• Aim of the task
Copy each line of the entries beneath that contains the word "info".

Saved data entries
•••••
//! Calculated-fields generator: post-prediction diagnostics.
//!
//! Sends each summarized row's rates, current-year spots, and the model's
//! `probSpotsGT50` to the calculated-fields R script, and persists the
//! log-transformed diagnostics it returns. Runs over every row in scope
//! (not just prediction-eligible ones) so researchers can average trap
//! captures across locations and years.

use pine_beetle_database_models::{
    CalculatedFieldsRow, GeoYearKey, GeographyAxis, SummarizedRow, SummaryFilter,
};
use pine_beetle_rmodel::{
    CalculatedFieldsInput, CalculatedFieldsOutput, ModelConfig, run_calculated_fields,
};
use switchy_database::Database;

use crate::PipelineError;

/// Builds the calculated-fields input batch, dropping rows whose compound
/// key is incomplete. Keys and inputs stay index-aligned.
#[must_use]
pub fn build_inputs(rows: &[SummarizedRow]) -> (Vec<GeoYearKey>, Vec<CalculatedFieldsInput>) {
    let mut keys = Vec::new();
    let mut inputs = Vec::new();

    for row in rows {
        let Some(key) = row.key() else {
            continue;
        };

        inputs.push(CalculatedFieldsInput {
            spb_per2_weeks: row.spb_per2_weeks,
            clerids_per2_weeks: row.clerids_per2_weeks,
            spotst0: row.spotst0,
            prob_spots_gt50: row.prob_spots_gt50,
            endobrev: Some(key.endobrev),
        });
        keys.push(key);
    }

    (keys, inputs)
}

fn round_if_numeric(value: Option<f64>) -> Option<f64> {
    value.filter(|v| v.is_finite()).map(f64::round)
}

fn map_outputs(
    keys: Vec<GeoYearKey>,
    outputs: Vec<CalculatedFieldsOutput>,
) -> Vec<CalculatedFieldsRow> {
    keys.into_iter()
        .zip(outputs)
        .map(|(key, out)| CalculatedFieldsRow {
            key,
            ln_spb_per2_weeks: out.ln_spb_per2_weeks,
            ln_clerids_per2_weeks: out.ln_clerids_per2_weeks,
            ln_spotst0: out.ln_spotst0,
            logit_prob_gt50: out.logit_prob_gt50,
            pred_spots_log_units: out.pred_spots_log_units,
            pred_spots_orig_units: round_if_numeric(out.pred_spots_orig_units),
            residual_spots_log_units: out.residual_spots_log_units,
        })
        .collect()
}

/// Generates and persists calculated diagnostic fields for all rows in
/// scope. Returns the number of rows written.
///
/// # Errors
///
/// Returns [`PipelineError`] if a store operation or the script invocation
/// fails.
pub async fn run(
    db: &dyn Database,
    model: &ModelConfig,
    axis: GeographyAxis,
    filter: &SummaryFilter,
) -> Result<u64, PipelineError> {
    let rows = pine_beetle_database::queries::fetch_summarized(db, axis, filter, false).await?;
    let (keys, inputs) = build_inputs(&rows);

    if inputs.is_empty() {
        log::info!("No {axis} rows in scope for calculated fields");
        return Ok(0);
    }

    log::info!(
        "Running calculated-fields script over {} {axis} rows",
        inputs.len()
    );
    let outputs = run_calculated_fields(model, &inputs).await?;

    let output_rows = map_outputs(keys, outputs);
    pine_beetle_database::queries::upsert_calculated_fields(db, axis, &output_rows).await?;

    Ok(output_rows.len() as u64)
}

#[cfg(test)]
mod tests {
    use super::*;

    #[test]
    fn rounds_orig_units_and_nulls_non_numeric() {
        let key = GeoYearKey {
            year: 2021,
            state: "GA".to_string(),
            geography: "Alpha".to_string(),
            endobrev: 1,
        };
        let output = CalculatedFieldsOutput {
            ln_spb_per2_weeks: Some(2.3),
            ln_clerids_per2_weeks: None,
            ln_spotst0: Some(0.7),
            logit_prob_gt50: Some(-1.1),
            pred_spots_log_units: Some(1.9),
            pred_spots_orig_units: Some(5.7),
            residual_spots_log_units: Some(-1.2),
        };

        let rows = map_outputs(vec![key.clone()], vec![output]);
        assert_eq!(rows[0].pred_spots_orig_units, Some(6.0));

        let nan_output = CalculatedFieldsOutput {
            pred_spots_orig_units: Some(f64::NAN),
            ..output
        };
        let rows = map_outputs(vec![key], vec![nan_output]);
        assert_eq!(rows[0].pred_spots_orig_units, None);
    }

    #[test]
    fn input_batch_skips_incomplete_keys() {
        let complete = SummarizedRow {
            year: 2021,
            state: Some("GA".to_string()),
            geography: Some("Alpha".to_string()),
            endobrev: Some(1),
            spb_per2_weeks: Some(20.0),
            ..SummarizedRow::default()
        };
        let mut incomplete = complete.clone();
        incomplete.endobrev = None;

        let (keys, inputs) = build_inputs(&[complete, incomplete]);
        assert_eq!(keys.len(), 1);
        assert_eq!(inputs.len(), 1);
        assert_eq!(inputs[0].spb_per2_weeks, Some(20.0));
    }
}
•••••
• Solved problem
        log::info!("No {axis} rows in scope for calculated fields");
    log::info!(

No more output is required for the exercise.